In the first scene, I created some sort of theatrical history by chasing myself off the stage. The show opens with the Riffs gathered on stage and the Red Shadow leading them in the stirring Song of the Riffs.

Over the ground,
There comes a sound.
It is the thunder,
Of the Shadow and his band.”

This then lead into a rousing chorus, at the end of which the Riffs lustily sing that:

If you’re the Red Shadows foe,
The Riff will strike with a blow,
That brings you woe.”

At that exciting moment I rushed onto the stage and cried out, “Master, Master, I have seen the French!”

“Where?” asks the Red Shadow.

“Over yonder hill,” I replied with a dramatic gesture towards the green EXIT sign halfway down Bunbury’s Railway Institute Hall.

“Come on men, let us away,” commands the Red Shadow, leading everyone off at stage left. I was the first one off, quickly shedding my djalaba as I raced around the back of the stage. I was wearing my Legionnaire’s uniform underneath. On the way to the other side of the stage I was handed my Legionnaire’s hat and a machine gun, which was actually a tractor muffler, painted black, with a canvas strip bullet belt and fake wooden bullets attached. In the wings at stage right, I then lined up with the Legionnaire Captain, about to march his troops on stage.

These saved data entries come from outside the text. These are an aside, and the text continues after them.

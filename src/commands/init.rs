//! Initialize proofrun files in a project directory.
//!
//! This module separates pure logic from IO by accepting closures for
//! filesystem operations, making the core logic easily testable.

use anyhow::{Context, Result};
use colored::Colorize;
use std::fs;
use std::path::{Path, PathBuf};
use tracing::info;

use crate::config::CONFIG_FILE;
use crate::templates;

// -----------------------------------------------------------------------------
// Public API
// -----------------------------------------------------------------------------

/// Runs the init command, writing the config and env templates.
pub(crate) fn run(force: bool) -> Result<()> {
    let cwd = std::env::current_dir().context("Failed to get current directory")?;

    info!("Initializing proofrun in {}", cwd.display());

    let files = init_files();

    let results = init_project(
        &files,
        force,
        |path| cwd.join(path).exists(),
        |path, content| {
            fs::write(cwd.join(path), content)
                .with_context(|| format!("Failed to write {}", path.display()))
        },
    )?;

    print!("{}", format_results(&results, &files));

    Ok(())
}

// -----------------------------------------------------------------------------
// Internal types
// -----------------------------------------------------------------------------

/// File to be written during init, with its relative path and content.
#[derive(Debug, Clone, PartialEq, Eq)]
struct InitFile {
    path: PathBuf,
    content: &'static str,
    description: &'static str,
}

/// Result of attempting to write a file.
#[derive(Debug, Clone, Copy, PartialEq, Eq)]
enum WriteResult {
    Created,
    Overwritten,
    /// Already exists and `--force` was not given.
    Skipped,
}

// -----------------------------------------------------------------------------
// Helper functions
// -----------------------------------------------------------------------------

fn init_files() -> Vec<InitFile> {
    vec![
        InitFile {
            path: PathBuf::from(CONFIG_FILE),
            content: templates::PROOFRUN_TOML,
            description: "Sandbox, assistant and news configuration",
        },
        InitFile {
            path: PathBuf::from(".env.example"),
            content: templates::ENV_EXAMPLE,
            description: "Credentials template (copy to .env)",
        },
    ]
}

/// Core init logic: decides per file whether to write, and writes.
///
/// `exists` is checked before writing so overwrites can be reported.
fn init_project<E, W>(
    files: &[InitFile],
    force: bool,
    exists: E,
    mut write_file: W,
) -> Result<Vec<(PathBuf, WriteResult)>>
where
    E: Fn(&Path) -> bool,
    W: FnMut(&Path, &str) -> Result<()>,
{
    let mut results = Vec::new();

    for file in files {
        let existed = exists(&file.path);
        let result = if existed && !force {
            WriteResult::Skipped
        } else {
            write_file(&file.path, file.content)?;
            if existed {
                WriteResult::Overwritten
            } else {
                WriteResult::Created
            }
        };
        results.push((file.path.clone(), result));
    }

    Ok(results)
}

/// Formats init results for display with colored output.
fn format_results(results: &[(PathBuf, WriteResult)], files: &[InitFile]) -> String {
    use std::fmt::Write;
    let mut out = String::new();

    writeln!(
        &mut out,
        "\n{} proofrun initialized successfully!\n",
        "✓".green().bold()
    )
    .unwrap();
    writeln!(&mut out, "Files:").unwrap();

    for (path, result) in results {
        let desc = files
            .iter()
            .find(|f| &f.path == path)
            .map_or("", |f| f.description);

        match result {
            WriteResult::Created => {
                writeln!(
                    &mut out,
                    "  {} - {}",
                    path.display().to_string().cyan(),
                    desc
                )
                .unwrap();
            }
            WriteResult::Overwritten => {
                writeln!(
                    &mut out,
                    "  {} {} (overwritten)",
                    "↻".blue(),
                    path.display()
                )
                .unwrap();
            }
            WriteResult::Skipped => {
                writeln!(
                    &mut out,
                    "  {} {} (already exists, use --force to overwrite)",
                    "⊘".yellow(),
                    path.display()
                )
                .unwrap();
            }
        }
    }

    writeln!(&mut out, "\n{}", "Next steps:".yellow().bold()).unwrap();
    writeln!(
        &mut out,
        "  1. Copy {} to {} and add your API keys",
        ".env.example".cyan(),
        ".env".cyan()
    )
    .unwrap();
    writeln!(
        &mut out,
        "  2. Run {} to check the sandbox",
        "proofrun run example.py".green()
    )
    .unwrap();
    writeln!(
        &mut out,
        "  3. Run {} and put the id in {}",
        "proofrun assistant create".green(),
        CONFIG_FILE.cyan()
    )
    .unwrap();
    writeln!(
        &mut out,
        "  4. Run {} to chat",
        "proofrun chat -m \"...\"".green()
    )
    .unwrap();

    out
}

// -----------------------------------------------------------------------------
// Tests
// -----------------------------------------------------------------------------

As the last of the Riffs were departing to the left of stage, the Legionnaire Captain marched his four soldiers on from stage right rear, pointed to a papier mach'e boulder and said to me, “Set up that machine gun in position of ambuscade.” If I had been any quicker, I could have shot myself in the back.

Ah, yes, some wonderful memories of my brilliant stage career that wasn't. The good thing, however, was that I quickly realised that teaching was mainly acting, anyhow, so in the end I had a pretty good run. I had a captive audience who quickly realised it was in their best interests to look happy whenever their teacher told his jokes or burst into song.